ACLF, ALF, and AD of cirrhosis are distinct clinical entities with unique clinical implications and management (Figure 3). By definition, ALF refers to patients without preexisting liver disease or cirrhosis who develop severe liver dysfunction with coagulopathy (INR ≥ 1.5) and hepatic encephalopathy. AD of cirrhosis on the other hand, refers to worsening liver function in patients with known cirrhosis resulting in hepatic encephalopathy, variceal hemorrhage, ascites, or hepatorenal syndrome. Finally, ACLF is triggered by acute hepatic insults in patients with chronic liver disease or cirrhosis and causes multi-organ failure in the setting of severe systemic inflammation. Of note, distinguishing ACLF from ALF if patient’s history of underlying cirrhosis is unknown can be challenging but is important given differences in treatment and overall prognosis. 

Figure 3: Key differences between acute liver failure, acute on chronic liver failure, and acute decompensation of cirrhosis.

1: Acute Liver Failure Guidelines
2: Triggers for ACLF and AD
3: Median Survival Following AD

What are the principles of ACLF management? 

ACLF is typically managed in the intensive care unit and inherently requires multidisciplinary collaboration between specialties such as hepatology, critical care, nephrology, and often palliative care. At this time, there are no targeted therapies, such as therapies to address systemic inflammation or immunoparesis, in ACLF. Management involves organ support (i.e. mechanical ventilation or renal replacement therapy for respiratory and renal failure, respectively), treatment of precipitating factors (i.e. infection), and increasingly, evaluation for liver transplantation in patients who have not become too sick from multiorgan failure.  Accordingly, addressing the PIRO principles, which were initially developed for sepsis-related organ failure, can help guide management (Table 1). 

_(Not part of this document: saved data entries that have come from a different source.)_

use oddsboard_core::{RawMarketRecord, SortColumn, SortDirection, SortSpec};
use oddsboard_ranking::{
    adapter, format_multiplier, multiplier, tier, BestOutcome, CandidateOutcome, Multiplier,
    RankingConfig, RankingEngine, SelectionMode,
};
use rust_decimal_macros::dec;
use serde_json::json;
use std::collections::HashSet;

fn snapshot() -> Vec<RawMarketRecord> {
    let raw = json!([
        {
            "title": "What price will Bitcoin hit in 2025?",
            "markets": [
                {"question": "Will Bitcoin reach $80,000 by December 31?", "outcomes": "[\"Yes\", \"No\"]", "outcomePrices": "[\"0.995\", \"0.005\"]"},
                {"question": "Will Bitcoin reach $120,000 by December 31?", "outcomes": "[\"Yes\", \"No\"]", "outcomePrices": "[\"0.41\", \"0.59\"]"},
                {"question": "Will Bitcoin reach $150,000 by December 31?", "outcomes": "[\"Yes\", \"No\"]", "outcomePrices": "[\"0.07\", \"0.93\"]"},
                {"question": "Will Bitcoin reach $250,000 by December 31?", "outcomes": "[\"Yes\", \"No\"]", "outcomePrices": "[\"0.0005\", \"0.9995\"]"}
            ],
            "volume24hr": 2400000,
            "endDate": "2025-12-31T12:00:00Z",
            "slug": "what-price-will-bitcoin-hit-in-2025"
        },
        {
            "title": "Fed decision in December?",
            "outcomes": [
                {"name": "25 bps decrease", "probability": 0.81},
                {"name": "No change", "probability": 0.17},
                {"name": "50+ bps decrease", "probability": 0.02}
            ],
            "metrics": {"total_volume": 5100000},
            "end_date": "2025-12-10",
            "url": "https://polymarket.com/event/fed-decision-in-december"
        },
        {
            "title": "X",
            "markets": [{"question": "Will X happen?", "outcomes": ["Yes", "No"], "outcomePrices": "[0.3,0.7]"}],
            "volume24hr": "12000",
            "endDate": "2026-03-01"
        },
        {
            "title": "Broken feed",
            "volume24hr": 50
        }
    ]);

    serde_json::from_value(raw).unwrap()
}

fn titles(markets: &[RawMarketRecord]) -> Vec<String> {
    markets.iter().map(|m| m.title().to_string()).collect()
}

fn candidate(label: &str, probability: f64) -> CandidateOutcome {
    CandidateOutcome::new(label, probability, multiplier(probability), multiplier(1.0 - probability))
}

#[test]
fn test_old_format_binary_scenario() {
    let market = RawMarketRecord::classify(json!({
        "title": "X",
        "markets": [{"question": "Will X happen?", "outcomePrices": "[0.3,0.7]"}]
    }));

    let candidates = adapter::adapt(&market);
    let yes = &candidates[0];
    assert_eq!(yes.label, "happen");
    assert_eq!(yes.probability, 0.3);
    assert_eq!(yes.yes_multiplier.to_string(), "3.3");
    assert_eq!(yes.no_multiplier.to_string(), "1.4");
}

#[test]
fn test_malformed_prices_scenario() {
    let market = RawMarketRecord::classify(json!({
        "title": "Rain",
        "markets": [{"question": "Will it rain?", "outcomePrices": "not-json"}]
    }));

    let candidates = adapter::adapt(&market);
    assert_eq!(candidates.len(), 1);
    assert_eq!(candidates[0].probability, 0.0);
    assert_eq!(candidates[0].yes_multiplier.to_string(), "~");
    assert_eq!(candidates[0].no_multiplier.to_string(), "~");
}

#[test]
fn test_single_mode_skips_placeholder_rungs() {
    let market = RawMarketRecord::classify(json!({
        "title": "Bitcoin price on Friday",
        "outcomes": [
            {"name": "A", "probability": 0.005},
            {"name": "B", "probability": 0.995},
            {"name": "C", "probability": 0.4}
        ]
    }));

    let selected = tier::select(&adapter::adapt(&market), SelectionMode::Single);
    assert_eq!(selected.len(), 1);
    assert_eq!(selected[0].label, "C");
}

#[test]
fn test_multiplier_sentinel() {
    assert_eq!(format_multiplier(0.0), "~");
    assert_eq!(format_multiplier(f64::NAN), "~");
    assert_eq!(multiplier(-1.0), Multiplier::Unavailable);
}

#[test]
fn test_top5_properties() {
    let pools: Vec<Vec<CandidateOutcome>> = vec![
        vec![],
        vec![candidate("Only", 0.5)],
        (0..12)
            .map(|i| candidate(&format!("R{}", i), i as f64 / 11.0))
            .collect(),
        vec![
            candidate("Dup", 0.3),
            candidate("Dup", 0.6),
            candidate("Other", 0.0005),
            candidate("Edge", 0.999),
            candidate("Low", 0.002),
        ],
        (0..8).map(|i| candidate(&format!("Z{}", i), 0.0)).collect(),
    ];

    for pool in &pools {
        let top = tier::select(pool, SelectionMode::Top5);
        assert!(top.len() <= 5);
        assert!(top.iter().all(|c| pool.contains(c)));

        let labels: HashSet<&str> = top.iter().map(|c| c.label.as_str()).collect();
        assert_eq!(labels.len(), top.len());

        assert!(top.windows(2).all(|w| w[0].probability >= w[1].probability));
    }
}

#[test]
fn test_best_outcome_bounds() {
    let engine = RankingEngine::default();

    for market in &snapshot() {
        let best = engine.best_outcome(market);
        assert!((0.0..=1.0).contains(&best.probability));
        assert_eq!(best.is_placeholder(), engine.candidates(market).is_empty());
    }
}

#[test]
fn test_engine_views() {
    let engine = RankingEngine::default();
    let markets = snapshot();

    let ladder = engine.display_outcomes(&markets[0]);
    let labels: Vec<&str> = ladder.iter().map(|c| c.label.as_str()).collect();
    assert_eq!(labels, vec!["$80,000", "$120,000", "$150,000", "$250,000"]);
    assert_eq!(engine.best_outcome(&markets[0]).name, "$120,000");

    let fed = engine.best_outcome(&markets[1]);
    assert_eq!(fed.name, "25 bps decrease");
    assert_eq!(fed.yes_multiplier.to_string(), "1.2");
    assert_eq!(fed.no_multiplier.to_string(), "5.3");

    let binary = engine.best_outcome(&markets[2]);
    assert_eq!(binary.name, "No");

    assert_eq!(engine.best_outcome(&markets[3]), BestOutcome::placeholder());
    assert_eq!(markets[2].volume(), dec!(12000));
}

#[test]
fn test_display_limit_from_config() {
    let engine = RankingEngine::new(RankingConfig {
        display_limit: 2,
        ..RankingConfig::default()
    });
    let markets = snapshot();
    let ladder = engine.display_outcomes(&markets[0]);
    assert_eq!(ladder.len(), 2);
    assert_eq!(ladder[0].label, "$120,000");
}

#[test]
fn test_sort_is_idempotent() {
    let engine = RankingEngine::default();
    let markets = snapshot();

    for column in [
        SortColumn::Event,
        SortColumn::Outcome,
        SortColumn::Probability,
        SortColumn::Volume,
        SortColumn::EndDate,
    ] {
        for direction in [SortDirection::Asc, SortDirection::Desc] {
            let spec = SortSpec::new(column, direction);
            let once = engine.sort(&markets, spec);
            let twice = engine.sort(&once, spec);
            assert_eq!(titles(&once), titles(&twice), "{} {}", column, direction);
        }
    }
}

#[test]
fn test_asc_reverses_desc_without_ties() {
    let engine = RankingEngine::default();
    let markets = snapshot();

    for column in [SortColumn::Event, SortColumn::Volume, SortColumn::EndDate] {
        let asc = titles(&engine.sort(&markets, SortSpec::new(column, SortDirection::Asc)));
        let mut desc = titles(&engine.sort(&markets, SortSpec::new(column, SortDirection::Desc)));
        desc.reverse();
        assert_eq!(asc, desc, "{}", column);
    }
}

#[test]
fn test_tied_keys_keep_input_order() {
    let engine = RankingEngine::default();
    let markets: Vec<RawMarketRecord> = ["first", "second", "third", "fourth"]
        .iter()
        .map(|title| {
            RawMarketRecord::classify(json!({
                "title": title,
                "outcomes": [{"name": "Yes", "probability": 0.5}],
                "metrics": {"total_volume": 1000}
            }))
        })
        .collect();

    for direction in [SortDirection::Asc, SortDirection::Desc] {
        for column in [SortColumn::Volume, SortColumn::Probability, SortColumn::Outcome] {
            let sorted = engine.sort(&markets, SortSpec::new(column, direction));
            assert_eq!(titles(&sorted), vec!["first", "second", "third", "fourth"]);
        }
    }
}

#[test]
fn test_sort_state_drives_order() {
    let engine = RankingEngine::default();
    let markets = snapshot();
    let mut spec = SortSpec::default();

    assert_eq!(
        titles(&engine.sort(&markets, spec))[0],
        "Fed decision in December?"
    );

    spec.request(SortColumn::Volume);
    assert_eq!(spec.direction, SortDirection::Asc);
    assert_eq!(titles(&engine.sort(&markets, spec))[0], "Broken feed");

    spec.request(SortColumn::EndDate);
    assert_eq!(spec, SortSpec::new(SortColumn::EndDate, SortDirection::Desc));
    assert_eq!(titles(&engine.sort(&markets, spec))[0], "X");
}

Table 1: PIRO Principles Applied to ACLF

Take Home Points

1. ACLF is a distinct clinical entity from both acute liver failure and decompensated cirrhosis, distinguished by multi-organ failure and poor prognosis.
2. While there are no therapies specific to ACLF, management involves organ support, treatment of ACLF precipitant, and increasingly in cases without recovery, consideration of liver transplant evaluation.